→ **EXERCISE DETAILS**:
Report every line of the entries that contains the word "from".

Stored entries
________________________________________

use std::marker::PhantomData;
use std::sync::Arc;
use std::time::Duration;

use alloy::{
    network::{EthereumWallet, ReceiptResponse},
    primitives::{Address, TxHash, U256},
    providers::{Provider, ProviderBuilder},
    rpc::types::TransactionRequest,
    signers::local::PrivateKeySigner,
    transports::{
        http::{Client, Http},
        Transport,
    },
};
use anyhow::{Context, Result};
use async_trait::async_trait;
use thiserror::Error;
use tracing::{error, info};
use url::Url;

use super::backend::{TransferBackend, TransferReceipt};
use crate::config::models::Network;
use crate::utils::TransactionLogger;

/// Errors that can occur when talking to the node
#[derive(Debug, Error)]
pub enum NetworkError {
    #[error("Invalid RPC URL {url}: {reason}")]
    InvalidRpcUrl { url: String, reason: String },

    #[error("RPC connection failed: {0}")]
    ConnectionFailed(String),

    #[error("Failed to send transaction: {0}")]
    SendFailed(String),

    #[error("Failed to get receipt for 0x{tx_hash:x}: {reason}")]
    ReceiptFailed { tx_hash: TxHash, reason: String },

    #[error("Timed out after {seconds}s waiting for receipt of 0x{tx_hash:x}")]
    ReceiptTimeout { tx_hash: TxHash, seconds: u64 },
}

/// A provider for one network together with the funder that signs through it
pub struct NodeClient<T, P>
where
    T: Transport + Clone,
    P: Provider<T>,
{
    provider: Arc<P>,
    network_name: String,
    rpc_url: String,
    funder: Address,
    _phantom: PhantomData<T>,
}

/// Build a signing client for `network`.
///
/// The provider fills nonce, chain id and any fees the request leaves unset.
/// No request is made until the client is used.
pub fn connect(
    network: &Network,
    signer: PrivateKeySigner,
) -> Result<NodeClient<Http<Client>, impl Provider<Http<Client>>>> {
    let url = Url::parse(&network.rpc_url).map_err(|e| NetworkError::InvalidRpcUrl {
        url: network.rpc_url.clone(),
        reason: e.to_string(),
    })?;

    let funder = signer.address();
    let provider = ProviderBuilder::new()
        .with_recommended_fillers()
        .wallet(EthereumWallet::from(signer))
        .on_http(url);

    Ok(NodeClient::new(
        provider,
        network.name.clone(),
        network.rpc_url.clone(),
        funder,
    ))
}

impl<T, P> NodeClient<T, P>
where
    T: Transport + Clone,
    P: Provider<T>,
{
    pub fn new(provider: P, network_name: String, rpc_url: String, funder: Address) -> Self {
        Self {
            provider: Arc::new(provider),
            network_name,
            rpc_url,
            funder,
            _phantom: PhantomData,
        }
    }

    pub fn network_name(&self) -> &str {
        &self.network_name
    }

    /// Verify the node answers, returning its current block number
    pub async fn check_connection(&self) -> Result<u64> {
        match self.provider.get_block_number().await {
            Ok(block_number) => {
                info!(
                    "Connected to RPC at {}, current block: {}",
                    self.rpc_url, block_number
                );
                Ok(block_number)
            }
            Err(err) => {
                error!("Failed to connect to RPC at {}: {}", self.rpc_url, err);
                Err(NetworkError::ConnectionFailed(err.to_string()).into())
            }
        }
    }
}

#[async_trait]
impl<T, P> TransferBackend for NodeClient<T, P>
where
    T: Transport + Clone,
    P: Provider<T> + 'static,
{
    fn funder(&self) -> Address {
        self.funder
    }

    async fn chain_id(&self) -> Result<u64> {
        self.provider
            .get_chain_id()
            .await
            .with_context(|| format!("Failed to get chain ID for network {}", self.network_name))
    }

    async fn balance(&self, address: Address) -> Result<U256> {
        self.provider
            .get_balance(address)
            .await
            .with_context(|| {
                format!(
                    "Failed to get balance of {} on network {}",
                    address, self.network_name
                )
            })
    }

    async fn estimate_gas(&self, tx: &TransactionRequest) -> Result<u64> {
        self.provider
            .estimate_gas(tx)
            .await
            .with_context(|| format!("Failed to estimate gas on network {}", self.network_name))
    }

    async fn gas_price(&self) -> Result<u128> {
        self.provider
            .get_gas_price()
            .await
            .with_context(|| format!("Failed to get gas price for network {}", self.network_name))
    }

    async fn send(&self, tx: TransactionRequest, timeout: Duration) -> Result<TransferReceipt> {
        let pending = self
            .provider
            .send_transaction(tx)
            .await
            .map_err(|e| NetworkError::SendFailed(e.to_string()))?;

        let tx_hash = *pending.tx_hash();
        TransactionLogger::log_pending(tx_hash);

        let receipt = match tokio::time::timeout(timeout, pending.get_receipt()).await {
            Ok(Ok(receipt)) => receipt,
            Ok(Err(e)) => {
                return Err(NetworkError::ReceiptFailed {
                    tx_hash,
                    reason: e.to_string(),
                }
                .into())
            }
            Err(_) => {
                return Err(NetworkError::ReceiptTimeout {
                    tx_hash,
                    seconds: timeout.as_secs(),
                }
                .into())
            }
        };

        Ok(TransferReceipt {
            tx_hash,
            success: receipt.status(),
            gas_used: u128::from(receipt.gas_used),
            effective_gas_price: receipt.effective_gas_price,
            block_number: receipt.block_number,
        })
    }
}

________________________________________

→ **SOLUTION**:
        .wallet(EthereumWallet::from(signer))
            gas_used: u128::from(receipt.gas_used),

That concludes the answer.